-------- DATA SHOWN
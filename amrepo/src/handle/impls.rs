use amcore::{
    asset::AssetRef,
    branch::BranchListing,
    error::RepoError,
    repo::RepoHandle,
};
use git2::{
    BranchType,
    Commit,
    Delta,
    ErrorCode,
    Repository,
    Tree,
    build::CheckoutBuilder,
};
use std::{
    fmt,
    fs,
    path::{
        Path,
        PathBuf,
    },
};

use crate::util::{
    checkout,
    lookup,
    other,
};
use super::GitHandle;

impl fmt::Debug for GitHandle {
    fn fmt(&self, f: &mut fmt::Formatter<'_>) -> fmt::Result {
        f.debug_struct("GitHandle")
            .field("workdir", &self.workdir)
            .finish()
    }
}

impl GitHandle {
    pub fn open(location: &Path) -> Result<Self, RepoError> {
        let repo = Repository::open(location)
            .map_err(lookup(|| format!("no repository at {location:?}")))?;
        let workdir = repo.workdir()
            .map(Path::to_path_buf)
            .ok_or_else(|| RepoError::Other(
                format!("repository at {location:?} has no working tree")
            ))?;
        info!("Opened repository with working tree at {workdir:?}");
        Ok(Self { repo, workdir })
    }

    pub fn workdir(&self) -> &Path {
        &self.workdir
    }

    fn branch_names(&self, kind: BranchType) -> Result<Vec<String>, RepoError> {
        let mut names = Vec::new();
        for entry in self.repo.branches(Some(kind)).map_err(other)? {
            let (branch, _) = entry.map_err(other)?;
            match branch.name().map_err(other)? {
                // symbolic `origin/HEAD` is not a branch of its own
                Some(name) if kind == BranchType::Remote && name.ends_with("/HEAD") => (),
                Some(name) => names.push(name.to_string()),
                None => warn!("skipping branch with a name that is not valid UTF-8"),
            }
        }
        Ok(names)
    }

    /// The commit `name` points at; for a name only known as a
    /// remote-tracking branch, also the first `<remote>/<name>` carrying it.
    fn checkout_target(
        &self,
        name: &str,
    ) -> Result<(Commit<'_>, Option<String>), RepoError> {
        match self.repo.find_branch(name, BranchType::Local) {
            Ok(branch) => Ok((branch.get().peel_to_commit().map_err(other)?, None)),
            Err(e) if e.code() == ErrorCode::NotFound => {
                let remotes = self.repo.remotes().map_err(other)?;
                for remote in remotes.iter().flatten() {
                    let upstream = format!("{remote}/{name}");
                    match self.repo.find_branch(&upstream, BranchType::Remote) {
                        Ok(branch) => {
                            let commit = branch.get().peel_to_commit().map_err(other)?;
                            return Ok((commit, Some(upstream)));
                        }
                        Err(e) if e.code() == ErrorCode::NotFound => continue,
                        Err(e) => return Err(other(e)),
                    }
                }
                Err(RepoError::NotFound(format!("branch `{name}`")))
            }
            Err(e) => Err(other(e)),
        }
    }

    fn track_remote_branch(
        &self,
        name: &str,
        upstream: &str,
        commit: &Commit<'_>,
    ) -> Result<(), RepoError> {
        let mut branch = self.repo.branch(name, commit, false).map_err(other)?;
        if let Err(e) = branch.set_upstream(Some(upstream)) {
            warn!("created branch `{name}` but could not track `{upstream}`: {e}");
        }
        info!("Created branch `{name}` from remote-tracking `{upstream}`");
        Ok(())
    }

    fn head_tree(&self) -> Result<Option<Tree<'_>>, RepoError> {
        match self.repo.head() {
            Ok(head) => Ok(Some(head.peel_to_tree().map_err(other)?)),
            Err(e) if e.code() == ErrorCode::UnbornBranch => Ok(None),
            Err(e) => Err(other(e)),
        }
    }

    /// Check out `target` then point HEAD at `name`.  Should HEAD fail
    /// to move, the working tree is put back to `previous`.
    fn switch_to(
        &self,
        name: &str,
        target: &Tree<'_>,
        previous: Option<&Tree<'_>>,
    ) -> Result<(), RepoError> {
        let mut opts = CheckoutBuilder::new();
        opts.safe();
        self.repo.checkout_tree(target.as_object(), Some(&mut opts))
            .map_err(checkout)?;
        if let Err(e) = self.repo.set_head(&format!("refs/heads/{name}")) {
            if let Some(previous) = previous {
                if let Err(e) = self.restore_tree(previous, target) {
                    error!("could not restore working tree in {:?}: {e}", self.workdir);
                }
            }
            return Err(other(e));
        }
        Ok(())
    }

    /// Undo a safe checkout from `previous` to `target`.  Only paths that
    /// differ between the two trees are written; the safe checkout left
    /// none of those with local changes.
    fn restore_tree(&self, previous: &Tree<'_>, target: &Tree<'_>) -> Result<(), git2::Error> {
        let diff = self.repo.diff_tree_to_tree(Some(previous), Some(target), None)?;
        let mut index = self.repo.index()?;
        let mut opts = CheckoutBuilder::new();
        opts.force().recreate_missing(true);
        let mut restore = false;
        for delta in diff.deltas() {
            match (delta.status(), delta.old_file().path(), delta.new_file().path()) {
                (Delta::Added, _, Some(path)) => {
                    if let Err(e) = fs::remove_file(self.workdir.join(path)) {
                        warn!("could not remove {path:?}: {e}");
                    }
                    index.remove_path(path)?;
                }
                (_, Some(path), _) => {
                    opts.path(path);
                    restore = true;
                }
                _ => (),
            }
        }
        index.write()?;
        if restore {
            self.repo.checkout_tree(previous.as_object(), Some(&mut opts))?;
        }
        Ok(())
    }

    fn discard_branch(&self, name: &str) {
        let deleted = self.repo.find_branch(name, BranchType::Local)
            .and_then(|mut branch| branch.delete());
        match deleted {
            Ok(()) => info!("Discarded branch `{name}` after failed checkout"),
            Err(e) => error!("could not discard branch `{name}`: {e}"),
        }
    }
}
----------------
> _TASK_
Word for word, restate all of the records.

> _EXERCISE OUTPUT_
filename amrepo/src/handle/impls.rs
use amcore::{
    asset::AssetRef,
    branch::BranchListing,
    error::RepoError,
    repo::RepoHandle,
};
use git2::{
    BranchType,
    Commit,
    Delta,
    ErrorCode,
    Repository,
    Tree,
    build::CheckoutBuilder,
};
use std::{
    fmt,
    fs,
    path::{
        Path,
        PathBuf,
    },
};

use crate::util::{
    checkout,
    lookup,
    other,
};
use super::GitHandle;

impl fmt::Debug for GitHandle {
    fn fmt(&self, f: &mut fmt::Formatter<'_>) -> fmt::Result {
        f.debug_struct("GitHandle")
            .field("workdir", &self.workdir)
            .finish()
    }
}

impl GitHandle {
    pub fn open(location: &Path) -> Result<Self, RepoError> {
        let repo = Repository::open(location)
            .map_err(lookup(|| format!("no repository at {location:?}")))?;
        let workdir = repo.workdir()
            .map(Path::to_path_buf)
            .ok_or_else(|| RepoError::Other(
                format!("repository at {location:?} has no working tree")
            ))?;
        info!("Opened repository with working tree at {workdir:?}");
        Ok(Self { repo, workdir })
    }

    pub fn workdir(&self) -> &Path {
        &self.workdir
    }

    fn branch_names(&self, kind: BranchType) -> Result<Vec<String>, RepoError> {
        let mut names = Vec::new();
        for entry in self.repo.branches(Some(kind)).map_err(other)? {
            let (branch, _) = entry.map_err(other)?;
            match branch.name().map_err(other)? {
                // symbolic `origin/HEAD` is not a branch of its own
                Some(name) if kind == BranchType::Remote && name.ends_with("/HEAD") => (),
                Some(name) => names.push(name.to_string()),
                None => warn!("skipping branch with a name that is not valid UTF-8"),
            }
        }
        Ok(names)
    }

    /// The commit `name` points at; for a name only known as a
    /// remote-tracking branch, also the first `<remote>/<name>` carrying it.
    fn checkout_target(
        &self,
        name: &str,
    ) -> Result<(Commit<'_>, Option<String>), RepoError> {
        match self.repo.find_branch(name, BranchType::Local) {
            Ok(branch) => Ok((branch.get().peel_to_commit().map_err(other)?, None)),
            Err(e) if e.code() == ErrorCode::NotFound => {
                let remotes = self.repo.remotes().map_err(other)?;
                for remote in remotes.iter().flatten() {
                    let upstream = format!("{remote}/{name}");
                    match self.repo.find_branch(&upstream, BranchType::Remote) {
                        Ok(branch) => {
                            let commit = branch.get().peel_to_commit().map_err(other)?;
                            return Ok((commit, Some(upstream)));
                        }
                        Err(e) if e.code() == ErrorCode::NotFound => continue,
                        Err(e) => return Err(other(e)),
                    }
                }
                Err(RepoError::NotFound(format!("branch `{name}`")))
            }
            Err(e) => Err(other(e)),
        }
    }

    fn track_remote_branch(
        &self,
        name: &str,
        upstream: &str,
        commit: &Commit<'_>,
    ) -> Result<(), RepoError> {
        let mut branch = self.repo.branch(name, commit, false).map_err(other)?;
        if let Err(e) = branch.set_upstream(Some(upstream)) {
            warn!("created branch `{name}` but could not track `{upstream}`: {e}");
        }
        info!("Created branch `{name}` from remote-tracking `{upstream}`");
        Ok(())
    }

    fn head_tree(&self) -> Result<Option<Tree<'_>>, RepoError> {
        match self.repo.head() {
            Ok(head) => Ok(Some(head.peel_to_tree().map_err(other)?)),
            Err(e) if e.code() == ErrorCode::UnbornBranch => Ok(None),
            Err(e) => Err(other(e)),
        }
    }

    /// Check out `target` then point HEAD at `name`.  Should HEAD fail
    /// to move, the working tree is put back to `previous`.
    fn switch_to(
        &self,
        name: &str,
        target: &Tree<'_>,
        previous: Option<&Tree<'_>>,
    ) -> Result<(), RepoError> {
        let mut opts = CheckoutBuilder::new();
        opts.safe();
        self.repo.checkout_tree(target.as_object(), Some(&mut opts))
            .map_err(checkout)?;
        if let Err(e) = self.repo.set_head(&format!("refs/heads/{name}")) {
            if let Some(previous) = previous {
                if let Err(e) = self.restore_tree(previous, target) {
                    error!("could not restore working tree in {:?}: {e}", self.workdir);
                }
            }
            return Err(other(e));
        }
        Ok(())
    }

    /// Undo a safe checkout from `previous` to `target`.  Only paths that
    /// differ between the two trees are written; the safe checkout left
    /// none of those with local changes.
    fn restore_tree(&self, previous: &Tree<'_>, target: &Tree<'_>) -> Result<(), git2::Error> {
        let diff = self.repo.diff_tree_to_tree(Some(previous), Some(target), None)?;
        let mut index = self.repo.index()?;
        let mut opts = CheckoutBuilder::new();
        opts.force().recreate_missing(true);
        let mut restore = false;
        for delta in diff.deltas() {
            match (delta.status(), delta.old_file().path(), delta.new_file().path()) {
                (Delta::Added, _, Some(path)) => {
                    if let Err(e) = fs::remove_file(self.workdir.join(path)) {
                        warn!("could not remove {path:?}: {e}");
                    }
                    index.remove_path(path)?;
                }
                (_, Some(path), _) => {
                    opts.path(path);
                    restore = true;
                }
                _ => (),
            }
        }
        index.write()?;
        if restore {
            self.repo.checkout_tree(previous.as_object(), Some(&mut opts))?;
        }
        Ok(())
    }

    fn discard_branch(&self, name: &str) {
        let deleted = self.repo.find_branch(name, BranchType::Local)
            .and_then(|mut branch| branch.delete());
        match deleted {
            Ok(()) => info!("Discarded branch `{name}` after failed checkout"),
            Err(e) => error!("could not discard branch `{name}`: {e}"),
        }
    }
}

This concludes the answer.